Data extracted from a collection =>

:::

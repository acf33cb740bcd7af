//! Field tree nodes.
//!
//! [`Field`] is the closed set of field kinds. Leaves ([`TextField`],
//! [`NumberField`], [`BooleanField`], [`SelectField`]) read a value and run their
//! validators; composites ([`NestedModel`], [`ListField`]) own children and
//! aggregate their outcomes.

mod boolean;
mod leaf;
mod options;
mod select;
mod text;

pub use boolean::{Boolean, BooleanOptions};
pub use leaf::{Leaf, LeafKind};
pub use options::{FieldOptions, FieldSpec, KindSpec};
pub use select::{Select, SelectOptions};
pub use text::{Number, Text};

use nestform_model::Value;

use crate::composite::{Composite, ListField, NestedModel};
use crate::error::ConfigurationError;
use crate::event::Signal;
use crate::validation::ValidatorRegistry;
use crate::view::{FieldLabel, View};

pub type TextField = Leaf<Text>;
pub type NumberField = Leaf<Number>;
pub type BooleanField = Leaf<Boolean>;
pub type SelectField = Leaf<Select>;

/// A node of the field tree.
#[derive(Debug)]
pub enum Field {
    Text(TextField),
    Number(NumberField),
    Boolean(BooleanField),
    Select(SelectField),
    NestedModel(NestedModel),
    List(ListField),
}

impl Field {
    /// Build a field of the given kind.
    pub fn build(
        options: FieldOptions,
        kind: KindSpec,
        registry: &ValidatorRegistry,
    ) -> Result<Field, ConfigurationError> {
        Ok(match kind {
            KindSpec::Text => Field::Text(Leaf::new(options, Text, registry)?),
            KindSpec::Number => Field::Number(Leaf::new(options, Number, registry)?),
            KindSpec::Boolean(b) => Field::Boolean(Leaf::new(options, Boolean::new(b), registry)?),
            KindSpec::Select(s) => Field::Select(Leaf::new(options, Select::new(s), registry)?),
            KindSpec::NestedModel(n) => Field::NestedModel(NestedModel::new(options, n, registry)?),
            KindSpec::List(l) => Field::List(ListField::new(options, l, registry)?),
        })
    }

    /// Qualified name of the field.
    pub fn name(&self) -> &str {
        match self {
            Field::Text(f) => f.name(),
            Field::Number(f) => f.name(),
            Field::Boolean(f) => f.name(),
            Field::Select(f) => f.name(),
            Field::NestedModel(f) => f.composite().name(),
            Field::List(f) => f.composite().name(),
        }
    }

    /// Display id of the field.
    pub fn id(&self) -> &str {
        match self {
            Field::Text(f) => f.id(),
            Field::Number(f) => f.id(),
            Field::Boolean(f) => f.id(),
            Field::Select(f) => f.id(),
            Field::NestedModel(f) => f.composite().id(),
            Field::List(f) => f.composite().id(),
        }
    }

    /// The field's own label.
    pub fn label(&self) -> FieldLabel {
        match self {
            Field::Text(f) => f.label(),
            Field::Number(f) => f.label(),
            Field::Boolean(f) => f.label(),
            Field::Select(f) => f.label(),
            Field::NestedModel(f) => f.composite().label(),
            Field::List(f) => f.composite().label(),
        }
    }

    /// Validate the field and return what it publishes, in order.
    ///
    /// A leaf publishes exactly one signal; a composite publishes one signal per
    /// child outcome that changes its aggregate (see [`Composite`]).
    pub fn validate(&mut self, view: &mut dyn View) -> Vec<Signal> {
        match self {
            Field::Text(f) => vec![f.validate(view)],
            Field::Number(f) => vec![f.validate(view)],
            Field::Boolean(f) => vec![f.validate(view)],
            Field::Select(f) => vec![f.validate(view)],
            Field::NestedModel(f) => f.validate(view),
            Field::List(f) => f.validate(view),
        }
    }

    /// Validate the descendant named `name` (or this field).
    ///
    /// Returns `None` when no such field exists below this one.
    pub fn validate_field(&mut self, name: &str, view: &mut dyn View) -> Option<Vec<Signal>> {
        if self.name() == name {
            return Some(self.validate(view));
        }
        match self {
            Field::NestedModel(f) => f.validate_field(name, view),
            Field::List(f) => f.validate_field(name, view),
            _ => None,
        }
    }

    /// Clear displayed errors of this field and its descendants.
    pub fn clear_validation_errors(&mut self, view: &mut dyn View) {
        match self {
            Field::Text(f) => f.clear_validation_errors(view),
            Field::Number(f) => f.clear_validation_errors(view),
            Field::Boolean(f) => f.clear_validation_errors(view),
            Field::Select(f) => f.clear_validation_errors(view),
            Field::NestedModel(f) => f.clear_validation_errors(view),
            Field::List(f) => f.clear_validation_errors(view),
        }
    }

    /// Projection of the field's configuration for the display.
    pub fn serialize(&self) -> serde_json::Value {
        match self {
            Field::Text(f) => f.serialize(),
            Field::Number(f) => f.serialize(),
            Field::Boolean(f) => f.serialize(),
            Field::Select(f) => f.serialize(),
            Field::NestedModel(f) => f.serialize(),
            Field::List(f) => f.serialize(),
        }
    }

    /// Attach this field (and its descendants) to the display.
    pub fn mount(&self, parent_id: &str, region: &str, view: &mut dyn View) {
        match self {
            Field::Text(f) => f.mount(parent_id, region, view),
            Field::Number(f) => f.mount(parent_id, region, view),
            Field::Boolean(f) => f.mount(parent_id, region, view),
            Field::Select(f) => f.mount(parent_id, region, view),
            Field::NestedModel(f) => f.mount(parent_id, region, view),
            Field::List(f) => f.mount(parent_id, region, view),
        }
    }

    /// The raw value read by the last validation pass, for leaves.
    pub fn last_value(&self) -> Option<&Value> {
        match self {
            Field::Text(f) => f.last_value(),
            Field::Number(f) => f.last_value(),
            Field::Boolean(f) => f.last_value(),
            Field::Select(f) => f.last_value(),
            Field::NestedModel(_) | Field::List(_) => None,
        }
    }

    /// The aggregation state, for composites.
    pub fn as_composite(&self) -> Option<&Composite> {
        match self {
            Field::NestedModel(f) => Some(f.composite()),
            Field::List(f) => Some(f.composite()),
            _ => None,
        }
    }

    pub fn as_nested(&self) -> Option<&NestedModel> {
        match self {
            Field::NestedModel(f) => Some(f),
            _ => None,
        }
    }

    pub fn as_list(&self) -> Option<&ListField> {
        match self {
            Field::List(f) => Some(f),
            _ => None,
        }
    }

    pub fn as_list_mut(&mut self) -> Option<&mut ListField> {
        match self {
            Field::List(f) => Some(f),
            _ => None,
        }
    }

    /// Find the descendant named `name` (or this field).
    pub fn find(&self, name: &str) -> Option<&Field> {
        if self.name() == name {
            return Some(self);
        }
        self.as_composite().and_then(|c| c.find(name))
    }

    /// Find the descendant named `name` (or this field), mutably.
    pub fn find_mut(&mut self, name: &str) -> Option<&mut Field> {
        if self.name() == name {
            return Some(self);
        }
        match self {
            Field::NestedModel(f) => f.composite_mut().find_mut(name),
            Field::List(f) => f.composite_mut().find_mut(name),
            _ => None,
        }
    }
}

:::

Activity => Please write out every record shown above exactly as it reads.

Task output =>
repository acf33cb740bcd7af
//! Field tree nodes.
//!
//! [`Field`] is the closed set of field kinds. Leaves ([`TextField`],
//! [`NumberField`], [`BooleanField`], [`SelectField`]) read a value and run their
//! validators; composites ([`NestedModel`], [`ListField`]) own children and
//! aggregate their outcomes.

mod boolean;
mod leaf;
mod options;
mod select;
mod text;

pub use boolean::{Boolean, BooleanOptions};
pub use leaf::{Leaf, LeafKind};
pub use options::{FieldOptions, FieldSpec, KindSpec};
pub use select::{Select, SelectOptions};
pub use text::{Number, Text};

use nestform_model::Value;

use crate::composite::{Composite, ListField, NestedModel};
use crate::error::ConfigurationError;
use crate::event::Signal;
use crate::validation::ValidatorRegistry;
use crate::view::{FieldLabel, View};

pub type TextField = Leaf<Text>;
pub type NumberField = Leaf<Number>;
pub type BooleanField = Leaf<Boolean>;
pub type SelectField = Leaf<Select>;

/// A node of the field tree.
#[derive(Debug)]
pub enum Field {
    Text(TextField),
    Number(NumberField),
    Boolean(BooleanField),
    Select(SelectField),
    NestedModel(NestedModel),
    List(ListField),
}

impl Field {
    /// Build a field of the given kind.
    pub fn build(
        options: FieldOptions,
        kind: KindSpec,
        registry: &ValidatorRegistry,
    ) -> Result<Field, ConfigurationError> {
        Ok(match kind {
            KindSpec::Text => Field::Text(Leaf::new(options, Text, registry)?),
            KindSpec::Number => Field::Number(Leaf::new(options, Number, registry)?),
            KindSpec::Boolean(b) => Field::Boolean(Leaf::new(options, Boolean::new(b), registry)?),
            KindSpec::Select(s) => Field::Select(Leaf::new(options, Select::new(s), registry)?),
            KindSpec::NestedModel(n) => Field::NestedModel(NestedModel::new(options, n, registry)?),
            KindSpec::List(l) => Field::List(ListField::new(options, l, registry)?),
        })
    }

    /// Qualified name of the field.
    pub fn name(&self) -> &str {
        match self {
            Field::Text(f) => f.name(),
            Field::Number(f) => f.name(),
            Field::Boolean(f) => f.name(),
            Field::Select(f) => f.name(),
            Field::NestedModel(f) => f.composite().name(),
            Field::List(f) => f.composite().name(),
        }
    }

    /// Display id of the field.
    pub fn id(&self) -> &str {
        match self {
            Field::Text(f) => f.id(),
            Field::Number(f) => f.id(),
            Field::Boolean(f) => f.id(),
            Field::Select(f) => f.id(),
            Field::NestedModel(f) => f.composite().id(),
            Field::List(f) => f.composite().id(),
        }
    }

    /// The field's own label.
    pub fn label(&self) -> FieldLabel {
        match self {
            Field::Text(f) => f.label(),
            Field::Number(f) => f.label(),
            Field::Boolean(f) => f.label(),
            Field::Select(f) => f.label(),
            Field::NestedModel(f) => f.composite().label(),
            Field::List(f) => f.composite().label(),
        }
    }

    /// Validate the field and return what it publishes, in order.
    ///
    /// A leaf publishes exactly one signal; a composite publishes one signal per
    /// child outcome that changes its aggregate (see [`Composite`]).
    pub fn validate(&mut self, view: &mut dyn View) -> Vec<Signal> {
        match self {
            Field::Text(f) => vec![f.validate(view)],
            Field::Number(f) => vec![f.validate(view)],
            Field::Boolean(f) => vec![f.validate(view)],
            Field::Select(f) => vec![f.validate(view)],
            Field::NestedModel(f) => f.validate(view),
            Field::List(f) => f.validate(view),
        }
    }

    /// Validate the descendant named `name` (or this field).
    ///
    /// Returns `None` when no such field exists below this one.
    pub fn validate_field(&mut self, name: &str, view: &mut dyn View) -> Option<Vec<Signal>> {
        if self.name() == name {
            return Some(self.validate(view));
        }
        match self {
            Field::NestedModel(f) => f.validate_field(name, view),
            Field::List(f) => f.validate_field(name, view),
            _ => None,
        }
    }

    /// Clear displayed errors of this field and its descendants.
    pub fn clear_validation_errors(&mut self, view: &mut dyn View) {
        match self {
            Field::Text(f) => f.clear_validation_errors(view),
            Field::Number(f) => f.clear_validation_errors(view),
            Field::Boolean(f) => f.clear_validation_errors(view),
            Field::Select(f) => f.clear_validation_errors(view),
            Field::NestedModel(f) => f.clear_validation_errors(view),
            Field::List(f) => f.clear_validation_errors(view),
        }
    }

    /// Projection of the field's configuration for the display.
    pub fn serialize(&self) -> serde_json::Value {
        match self {
            Field::Text(f) => f.serialize(),
            Field::Number(f) => f.serialize(),
            Field::Boolean(f) => f.serialize(),
            Field::Select(f) => f.serialize(),
            Field::NestedModel(f) => f.serialize(),
            Field::List(f) => f.serialize(),
        }
    }

    /// Attach this field (and its descendants) to the display.
    pub fn mount(&self, parent_id: &str, region: &str, view: &mut dyn View) {
        match self {
            Field::Text(f) => f.mount(parent_id, region, view),
            Field::Number(f) => f.mount(parent_id, region, view),
            Field::Boolean(f) => f.mount(parent_id, region, view),
            Field::Select(f) => f.mount(parent_id, region, view),
            Field::NestedModel(f) => f.mount(parent_id, region, view),
            Field::List(f) => f.mount(parent_id, region, view),
        }
    }

    /// The raw value read by the last validation pass, for leaves.
    pub fn last_value(&self) -> Option<&Value> {
        match self {
            Field::Text(f) => f.last_value(),
            Field::Number(f) => f.last_value(),
            Field::Boolean(f) => f.last_value(),
            Field::Select(f) => f.last_value(),
            Field::NestedModel(_) | Field::List(_) => None,
        }
    }

    /// The aggregation state, for composites.
    pub fn as_composite(&self) -> Option<&Composite> {
        match self {
            Field::NestedModel(f) => Some(f.composite()),
            Field::List(f) => Some(f.composite()),
            _ => None,
        }
    }

    pub fn as_nested(&self) -> Option<&NestedModel> {
        match self {
            Field::NestedModel(f) => Some(f),
            _ => None,
        }
    }

    pub fn as_list(&self) -> Option<&ListField> {
        match self {
            Field::List(f) => Some(f),
            _ => None,
        }
    }

    pub fn as_list_mut(&mut self) -> Option<&mut ListField> {
        match self {
            Field::List(f) => Some(f),
            _ => None,
        }
    }

    /// Find the descendant named `name` (or this field).
    pub fn find(&self, name: &str) -> Option<&Field> {
        if self.name() == name {
            return Some(self);
        }
        self.as_composite().and_then(|c| c.find(name))
    }

    /// Find the descendant named `name` (or this field), mutably.
    pub fn find_mut(&mut self, name: &str) -> Option<&mut Field> {
        if self.name() == name {
            return Some(self);
        }
        match self {
            Field::NestedModel(f) => f.composite_mut().find_mut(name),
            Field::List(f) => f.composite_mut().find_mut(name),
            _ => None,
        }
    }
}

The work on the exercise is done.